- Born: March 5, 1973 (age 53) Montreal, Quebec, Canada
- Occupation: Cinematographer
- Awards: Canadian Screen Award for Best Cinematography

= Nicolas Bolduc =

Canadian cinematographer

Nicolas Bolduc (born 5 March 1973) is a Canadian cinematographer from Montreal, Quebec. He won the Canadian Screen Award for Best Cinematography two years in a row, in the 1st Canadian Screen Awards and 2nd Canadian Screen Awards, for War Witch (2012) and Enemy (2013). He also won the Jutra Award for War Witch, and was nominated the next year for Louis Cyr.
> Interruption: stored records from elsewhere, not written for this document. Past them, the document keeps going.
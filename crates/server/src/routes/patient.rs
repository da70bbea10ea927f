//! Patient HTTP handlers

use axum::{
    Extension, Json,
    extract::{Path, Query, State},
    http::{StatusCode, header},
    response::IntoResponse,
};
use clinical_core::dto::{HealthTimelineInput, Pagination, PatientInput, PatientRegistrationInput};

use crate::error::AppError;
use crate::infrastructure::tenant::TenantContext;
use crate::usecases::{ClinicalUseCases, VitalSign};

/// POST /api/patients
pub async fn create(
    State(usecases): State<ClinicalUseCases>,
    Extension(ctx): Extension<TenantContext>,
    Json(input): Json<PatientInput>,
) -> Result<impl IntoResponse, AppError> {
    let patient = usecases.create_patient(&ctx, input).await?;
    let location = format!("/api/patients/{}", patient.id);
    Ok((StatusCode::CREATED, [(header::LOCATION, location)], Json(patient)))
}

/// POST /api/patients/register
pub async fn register(
    State(usecases): State<ClinicalUseCases>,
    Extension(ctx): Extension<TenantContext>,
    Json(input): Json<PatientRegistrationInput>,
) -> Result<impl IntoResponse, AppError> {
    let patient = usecases.register_patient(&ctx, input).await?;
    let location = format!("/api/patients/{}", patient.id);
    Ok((StatusCode::CREATED, [(header::LOCATION, location)], Json(patient)))
}

/// GET /api/patients/{id}
pub async fn read(
    State(usecases): State<ClinicalUseCases>,
    Path(id): Path<String>,
) -> Result<impl IntoResponse, AppError> {
    Ok(Json(usecases.get_patient(&id).await?))
}

/// GET /api/patients/{id}/timeline
pub async fn timeline(
    State(usecases): State<ClinicalUseCases>,
    Path(id): Path<String>,
    Query(page): Query<Pagination>,
) -> Result<impl IntoResponse, AppError> {
    let input = HealthTimelineInput {
        patient_id: id,
        offset: page.offset,
        limit: page.limit,
    };
    Ok(Json(usecases.patient_health_timeline(input).await?))
}

/// GET /api/patients/{id}/encounters
pub async fn encounters(
    State(usecases): State<ClinicalUseCases>,
    Path(id): Path<String>,
) -> Result<impl IntoResponse, AppError> {
    Ok(Json(usecases.list_patient_encounters(&id).await?))
}

/// GET /api/patients/{id}/conditions?offset=&limit=
pub async fn conditions(
    State(usecases): State<ClinicalUseCases>,
    Path(id): Path<String>,
    Query(page): Query<Pagination>,
) -> Result<impl IntoResponse, AppError> {
    Ok(Json(usecases.list_patient_conditions(&id, page).await?))
}

/// GET /api/patients/{id}/medical-data
pub async fn medical_data(
    State(usecases): State<ClinicalUseCases>,
    Path(id): Path<String>,
) -> Result<impl IntoResponse, AppError> {
    Ok(Json(usecases.get_medical_data(&id).await?))
}

/// GET /api/patients/{id}/observations/{vital}
pub async fn vital_entries(
    State(usecases): State<ClinicalUseCases>,
    Path((id, vital)): Path<(String, String)>,
) -> Result<impl IntoResponse, AppError> {
    let vital: VitalSign = vital.parse()?;
    Ok(Json(usecases.get_patient_vital_entries(&id, vital).await?))
}
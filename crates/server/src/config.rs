//! Server configuration

use std::time::Duration;

use clinical_core::RegistrationDefaults;
use clinical_core::model::Language;

/// Server configuration loaded from environment variables
#[derive(Debug, Clone)]
pub struct Config {
    pub bind_address: String,
    /// Base URL of the remote FHIR store, e.g. `https://fhir.example.com/fhir`
    pub fhir_base_url: String,
    pub fhir_access_token: Option<String>,
    pub ocl_base_url: String,
    pub ocl_token: Option<String>,
    pub mycarehub_base_url: String,
    pub otp_service_url: String,
    pub media_service_url: String,
    pub pubsub_base_url: String,
    pub google_cloud_project: String,
    pub pubsub_access_token: Option<String>,
    pub environment: String,
    pub service_name: String,
    pub http_timeout: Duration,
    pub cors_origins: Vec<String>,
    pub rate_limit_rps: u32,
    pub defaults: RegistrationDefaults,
}

fn var_or(name: &str, default: &str) -> String {
    std::env::var(name).unwrap_or_else(|_| default.into())
}

fn optional_var(name: &str) -> Option<String> {
    std::env::var(name).ok().filter(|v| !v.is_empty())
}

impl Config {
    /// Load configuration from environment variables
    pub fn from_env() -> Self {
        let mut defaults = RegistrationDefaults::default();
        if let Some(country) = optional_var("DEFAULT_COUNTRY") {
            defaults.country = country;
        }
        if let Some(language) = optional_var("DEFAULT_LANGUAGE") {
            match language.parse::<Language>() {
                Ok(language) => defaults.language = language,
                Err(e) => tracing::warn!(error = %e, "Ignoring DEFAULT_LANGUAGE"),
            }
        }

        Self {
            bind_address: var_or("BIND_ADDRESS", "0.0.0.0:8080"),
            fhir_base_url: var_or("FHIR_BASE_URL", "http://localhost:8081/fhir"),
            fhir_access_token: optional_var("FHIR_ACCESS_TOKEN"),
            ocl_base_url: var_or("OCL_BASE_URL", "https://api.openconceptlab.org"),
            ocl_token: optional_var("OCL_TOKEN"),
            mycarehub_base_url: var_or("MYCAREHUB_BASE_URL", "http://localhost:8082"),
            otp_service_url: var_or("OTP_SERVICE_URL", "http://localhost:8083"),
            media_service_url: var_or("MEDIA_SERVICE_URL", "http://localhost:8084"),
            pubsub_base_url: var_or("PUBSUB_BASE_URL", "https://pubsub.googleapis.com"),
            google_cloud_project: var_or("GOOGLE_CLOUD_PROJECT", "local"),
            pubsub_access_token: optional_var("PUBSUB_ACCESS_TOKEN"),
            environment: var_or("ENVIRONMENT", "local"),
            service_name: var_or("SERVICE_NAME", "clinical"),
            http_timeout: Duration::from_secs(
                var_or("HTTP_TIMEOUT_SECS", "30").parse().unwrap_or(30),
            ),
            cors_origins: var_or("CORS_ORIGINS", "*")
                .split(',')
                .map(|s| s.trim().to_string())
                .filter(|s| !s.is_empty())
                .collect(),
            rate_limit_rps: var_or("RATE_LIMIT_RPS", "100").parse().unwrap_or(100),
            defaults,
        }
    }
}
//! clinical-core: FHIR clinical resource model and translators
//!
//! This crate holds everything that does not touch the network: the typed
//! resource model with its validated code sets, the Encounter lifecycle,
//! translators from application inputs to FHIR structures, and the error
//! and OperationOutcome types shared with the server.

pub mod bundle;
pub mod capability;
pub mod conformance;
pub mod defaults;
pub mod dto;
pub mod error;
pub mod model;
pub mod outcome;
pub mod phone;
pub mod reference;
pub mod translators;

pub use bundle::{Bundle, BundleEntry, BundleLink};
pub use capability::CapabilityStatement;
pub use conformance::check_conformance;
pub use defaults::RegistrationDefaults;
pub use error::{ClinicalError, Result};
pub use model::Resource;
pub use outcome::{IssueSeverity, IssueType, OperationOutcome, OperationOutcomeIssue};
pub use phone::normalize_msisdn;
pub use reference::{LiteralReference, id_from_reference};
pub use translators::{ContactVerifier, MediaUploader};
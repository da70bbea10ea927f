use base64::Engine;
use base64::engine::general_purpose::STANDARD;

use crate::defaults::RegistrationDefaults;
use crate::dto::{PhotoInput, UploadInput};
use crate::error::{ClinicalError, Result};
use crate::model::{Attachment, FhirDateTime};

use super::MediaUploader;

/// Upload each photo and describe it as an Attachment.
///
/// The upload response is authoritative for hash, size and URL. `data` keeps
/// the base64 payload the caller supplied.
pub async fn photos_to_attachments(
    photos: &[PhotoInput],
    uploader: &dyn MediaUploader,
    defaults: &RegistrationDefaults,
    at: &FhirDateTime,
) -> Result<Vec<Attachment>> {
    let mut output = Vec::with_capacity(photos.len());

    for photo in photos {
        let input = UploadInput {
            title: defaults.photo_title.clone(),
            content_type: photo.photo_content_type.to_string(),
            language: defaults.language.to_string(),
            base64data: photo.photo_base64data.clone(),
            filename: photo
                .photo_filename
                .clone()
                .unwrap_or_else(|| defaults.photo_filename.clone()),
        };

        let upload = uploader.upload(input).await?;
        let decoded = STANDARD
            .decode(upload.base64data.as_bytes())
            .map_err(|e| ClinicalError::upstream("media", "upload base64 decode", e))?;

        output.push(Attachment {
            content_type: Some(photo.photo_content_type.to_string()),
            language: Some(defaults.language.to_string()),
            data: Some(photo.photo_base64data.clone()),
            url: Some(upload.url),
            size: Some(decoded.len() as u64),
            hash: Some(upload.hash),
            title: Some(defaults.photo_title.clone()),
            creation: Some(at.clone()),
        });
    }

    Ok(output)
}
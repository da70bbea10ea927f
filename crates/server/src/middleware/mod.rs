//! HTTP middleware

pub mod audit;
pub mod metrics;
pub mod rate_limit;
pub mod request_id;
pub mod tenant;

pub use audit::audit_middleware;
pub use metrics::metrics_middleware;
pub use rate_limit::{create_rate_limiter, rate_limit_middleware};
pub use request_id::request_id_middleware;
pub use tenant::tenant_middleware;
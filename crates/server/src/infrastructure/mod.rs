//! Clients for every external collaborator.

pub mod events;
pub mod fhir;
pub mod media;
pub mod resources;
pub mod tenant;
pub mod terminology;
pub mod verification;

use std::sync::Arc;

use clinical_core::{ClinicalError, ContactVerifier, MediaUploader, Result};

use crate::config::Config;
use events::{EventPublisher, PubSubPublisher};
use fhir::{FhirRepository, HttpFhirRepository};
use media::HttpMediaUploader;
use tenant::{MyCareHubClient, TenantService};
use terminology::{OclClient, Terminology};
use verification::HttpContactVerifier;

/// Shared handles to the external services, cheap to clone
#[derive(Clone)]
pub struct Infrastructure {
    pub fhir: Arc<dyn FhirRepository>,
    pub terminology: Arc<dyn Terminology>,
    pub tenant: Arc<dyn TenantService>,
    pub events: Arc<dyn EventPublisher>,
    pub verifier: Arc<dyn ContactVerifier>,
    pub media: Arc<dyn MediaUploader>,
}

impl Infrastructure {
    /// Build HTTP clients for every service from configuration.
    ///
    /// All clients share one connection pool and request timeout.
    pub fn from_config(config: &Config) -> Result<Self> {
        let http = reqwest::Client::builder()
            .timeout(config.http_timeout)
            .user_agent(concat!("clinical-server/", env!("CARGO_PKG_VERSION")))
            .build()
            .map_err(|e| ClinicalError::Internal(format!("failed to build HTTP client: {e}")))?;

        Ok(Self {
            fhir: Arc::new(HttpFhirRepository::new(
                http.clone(),
                &config.fhir_base_url,
                config.fhir_access_token.clone(),
            )),
            terminology: Arc::new(OclClient::new(
                http.clone(),
                &config.ocl_base_url,
                config.ocl_token.clone(),
            )),
            tenant: Arc::new(MyCareHubClient::new(http.clone(), &config.mycarehub_base_url)),
            events: Arc::new(PubSubPublisher::new(
                http.clone(),
                &config.pubsub_base_url,
                &config.google_cloud_project,
                config.pubsub_access_token.clone(),
                &config.service_name,
                &config.environment,
            )),
            verifier: Arc::new(HttpContactVerifier::new(http.clone(), &config.otp_service_url)),
            media: Arc::new(HttpMediaUploader::new(http, &config.media_service_url)),
        })
    }
}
Bolduc was nominated for Best Cinematography at the Prix Iris in 2017 for Two Lovers and a Bear.

With Hochelaga, Land of Souls (2017), he competed at Camerimage, and won Best Cinematography at the 6th Canadian Screen Awards. He also won Best Cinematography at the 20th Quebec Cinema Awards for Hochelaga, Land of Souls.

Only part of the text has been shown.